That feeling of being lovelorn has returned and, while it is somewhat depressing, it is no longer debilitating. Yes, it brings tears to my eyes to think of the things I miss about having a significant other. I miss gentle kisses that speak of more than just love, I miss the soft brush of a man's hand against my cheek, I miss having someone to laugh with and even at me, but most of all I just miss someone being with and loving me because they can't imagine anything else better in the world.
I am beginning to think that the kind of love my heart aches for doesn't truly exist. The past has taught me that most people have very different motives for "loving" someone; I use the quotation marks because in my rather limited experience no one has truly loved me as I have felt that I loved them. As much as I have tried to blame those people, I have to admit that it really isn't all their fault. Maybe if I didn't have such a profound amount of love to give and such an old-fashioned sense of what love should be I might have been more attractive to those who have left me.
In all honesty, I am happy with my current situation. I love my children and we have become so much more close since I am raising them on my own, but there is always something missing. The best way to describe it is as if I have a tiny pinprick in my heart. It's not really noticeable and my heart continues to beat normally, but with every beat a tiny, immeasurable amount of my being seeps from that unseen opening. I will most likely be able to continue through life on my own and without the love of another, but what no one else will ever see is the tiny part of me that has died inside. A lifeless soul, withered by loneliness.
As with most feelings, my sadness at being forlorn is made somewhat more bothersome by those who have what I wish for but, in my humble opinion, do not deserve it. I question why someone like me who is honest, caring and faithful is alone and all the meanwhile someone who has lied, cheated and in general been a woman of, essentially, ill-repute, has found another great love in her life and everyone thinks she is such a wonderful and deserving person. I know it is wrong to be jealous and that karma will find this person in due time but it is very difficult to watch others flaunt something that I have longed, wished and prayed for but have yet to find.
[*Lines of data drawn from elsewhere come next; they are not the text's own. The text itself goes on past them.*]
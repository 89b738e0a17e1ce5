use bstr::{BStr, ByteSlice};

use crate::byte_array::ByteArray;

impl ByteArray {
    /// Views the bytes as a byte string, for display and text-like searching.
    pub fn as_bstr(&self) -> &BStr {
        self.as_slice().as_bstr()
    }
}

#[cfg(test)]
mod tests {
    use alloc::format;

    use bstr::ByteSlice;

    use super::*;

    #[test]
    fn bstr_view() {
        let bytes = ByteArray::from(b"key=\xffvalue");
        assert_eq!(format!("{}", bytes.as_bstr()), "key=\u{FFFD}value");
        assert_eq!(bytes.as_bstr().find("value"), Some(5));
    }
}
//! The errors.

use std::{fmt, io, string::String};

/// Portable classification of a file operation failure.
#[derive(Debug, Clone, Copy, PartialEq, Eq, Hash)]
pub enum FileErrorKind {
    /// The file already exists.
    Exist,
    /// The file is a directory, and a regular file was expected.
    IsDirectory,
    /// Permission denied.
    PermissionDenied,
    /// The file name is too long.
    NameTooLong,
    /// The file does not exist.
    NotFound,
    /// A path component is not a directory.
    NotDirectory,
    /// No such device or address.
    NoDeviceOrAddress,
    /// The device does not support the operation.
    NoDevice,
    /// The file system is read-only.
    ReadOnlyFilesystem,
    /// The file is an executable being run.
    TextFileBusy,
    /// A pointer to memory outside the process was passed.
    BadAddress,
    /// Too many levels of symbolic links.
    TooManySymlinks,
    /// No space left on device.
    NoSpace,
    /// Out of memory.
    OutOfMemory,
    /// The process has too many open files.
    TooManyOpenFiles,
    /// The system has too many open files.
    TooManyOpenFilesInSystem,
    /// Bad file descriptor.
    BadDescriptor,
    /// Invalid argument.
    InvalidArgument,
    /// Broken pipe.
    BrokenPipe,
    /// Resource temporarily unavailable.
    WouldBlock,
    /// Interrupted system call.
    Interrupted,
    /// Input/output error.
    Io,
    /// Operation not permitted.
    NotPermitted,
    /// Function not implemented.
    NotImplemented,
    /// Any other failure.
    Failed,
}

impl FileErrorKind {
    /// Classifies an OS error code; unknown codes are [`Failed`](Self::Failed).
    #[cfg(unix)]
    pub fn from_errno(errno: i32) -> Self {
        match errno {
            libc::EEXIST => Self::Exist,
            libc::EISDIR => Self::IsDirectory,
            libc::EACCES => Self::PermissionDenied,
            libc::ENAMETOOLONG => Self::NameTooLong,
            libc::ENOENT => Self::NotFound,
            libc::ENOTDIR => Self::NotDirectory,
            libc::ENXIO => Self::NoDeviceOrAddress,
            libc::ENODEV => Self::NoDevice,
            libc::EROFS => Self::ReadOnlyFilesystem,
            libc::ETXTBSY => Self::TextFileBusy,
            libc::EFAULT => Self::BadAddress,
            libc::ELOOP => Self::TooManySymlinks,
            libc::ENOSPC => Self::NoSpace,
            libc::ENOMEM => Self::OutOfMemory,
            libc::EMFILE => Self::TooManyOpenFiles,
            libc::ENFILE => Self::TooManyOpenFilesInSystem,
            libc::EBADF => Self::BadDescriptor,
            libc::EINVAL => Self::InvalidArgument,
            libc::EPIPE => Self::BrokenPipe,
            libc::EAGAIN => Self::WouldBlock,
            libc::EINTR => Self::Interrupted,
            libc::EIO => Self::Io,
            libc::EPERM => Self::NotPermitted,
            libc::ENOSYS => Self::NotImplemented,
            _ => Self::Failed,
        }
    }

    fn from_io_kind(kind: io::ErrorKind) -> Self {
        match kind {
            io::ErrorKind::AlreadyExists => Self::Exist,
            io::ErrorKind::PermissionDenied => Self::PermissionDenied,
            io::ErrorKind::NotFound => Self::NotFound,
            io::ErrorKind::InvalidInput => Self::InvalidArgument,
            io::ErrorKind::BrokenPipe => Self::BrokenPipe,
            io::ErrorKind::WouldBlock => Self::WouldBlock,
            io::ErrorKind::Interrupted => Self::Interrupted,
            io::ErrorKind::OutOfMemory => Self::OutOfMemory,
            io::ErrorKind::Unsupported => Self::NotImplemented,
            _ => Self::Failed,
        }
    }
}

impl From<&io::Error> for FileErrorKind {
    fn from(err: &io::Error) -> Self {
        #[cfg(unix)]
        if let Some(errno) = err.raw_os_error() {
            return Self::from_errno(errno);
        }
        Self::from_io_kind(err.kind())
    }
}

impl fmt::Display for FileErrorKind {
    fn fmt(&self, f: &mut fmt::Formatter<'_>) -> fmt::Result {
        let s = match self {
            Self::Exist => "file exists",
            Self::IsDirectory => "is a directory",
            Self::PermissionDenied => "permission denied",
            Self::NameTooLong => "file name too long",
            Self::NotFound => "no such file or directory",
            Self::NotDirectory => "not a directory",
            Self::NoDeviceOrAddress => "no such device or address",
            Self::NoDevice => "no such device",
            Self::ReadOnlyFilesystem => "read-only file system",
            Self::TextFileBusy => "text file busy",
            Self::BadAddress => "bad address",
            Self::TooManySymlinks => "too many levels of symbolic links",
            Self::NoSpace => "no space left on device",
            Self::OutOfMemory => "out of memory",
            Self::TooManyOpenFiles => "too many open files",
            Self::TooManyOpenFilesInSystem => "too many open files in system",
            Self::BadDescriptor => "bad file descriptor",
            Self::InvalidArgument => "invalid argument",
            Self::BrokenPipe => "broken pipe",
            Self::WouldBlock => "resource temporarily unavailable",
            Self::Interrupted => "interrupted system call",
            Self::Io => "input/output error",
            Self::NotPermitted => "operation not permitted",
            Self::NotImplemented => "function not implemented",
            Self::Failed => "failed",
        };
        f.write_str(s)
    }
}

/// A failed file operation.
///
/// The message names the file and the failing step, followed by the OS error text.
#[derive(Debug, thiserror::Error)]
#[error("{message}")]
pub struct FileError {
    kind: FileErrorKind,
    message: String,
    #[source]
    source: io::Error,
}

impl FileError {
    pub fn new(kind: FileErrorKind, message: impl Into<String>, source: io::Error) -> Self {
        Self {
            kind,
            message: message.into(),
            source,
        }
    }

    pub(crate) fn from_io(message: String, source: io::Error) -> Self {
        Self::new(FileErrorKind::from(&source), message, source)
    }

    pub fn kind(&self) -> FileErrorKind {
        self.kind
    }

    pub fn message(&self) -> &str {
        &self.message
    }

    pub fn io_error(&self) -> &io::Error {
        &self.source
    }

    pub fn into_io_error(self) -> io::Error {
        self.source
    }
}

impl From<FileError> for io::Error {
    fn from(err: FileError) -> Self {
        io::Error::new(err.source.kind(), err)
    }
}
Everyone says that I should just be patient and that if it is meant to be, someone will come along for me. I have one question for those who say that. Were you just sitting at home when the love of your life found you? Now, I don't suppose myself to know every one's history but I would hazard a guess that the majority of answers would be no. Most people were doing something or were somewhere when they were first noticed. I, on the other hand, can always be found in the same places. There definitely are no men in my home, hence my frustrations. I do happen to meet men through my work, but unfortunately most men buying houses already have wives and if they don't, I am certainly far down the list of attractive ladies in my building. The kids schools is usually a good place to find another single parent, but as far as I can tell no one looks at me twice much less speaks to me. Besides, I'm pretty sure no one wants to get involved with the single mom who spends all her time in the special needs room. If I'm not in one of those three places there are only a few others where I can be found. I very seriously doubt I would ever be able to meet someone at one of the many doctors appointments that we go to on a regular basis. My college classes do have a variety of men in them but most are either fresh out of high school or are entering what I call their "second phase of life", married a decade or two and kids all grown up.
So, perhaps this rather lengthy entry will serve as some explanation for what is wrong with me. Honestly, I don't really think anything is wrong with me; all I want to do is love another human being, whom is not my child or family member, with all of my heart and being. I don't want to kidnap, control or anything remotely crazy (but I'm sure some people have thought that about me). I just want to love and be loved; no false facades, no strings attached, no unearthly hurt. I just want someone to love me because they can't imagine ever loving anyone else.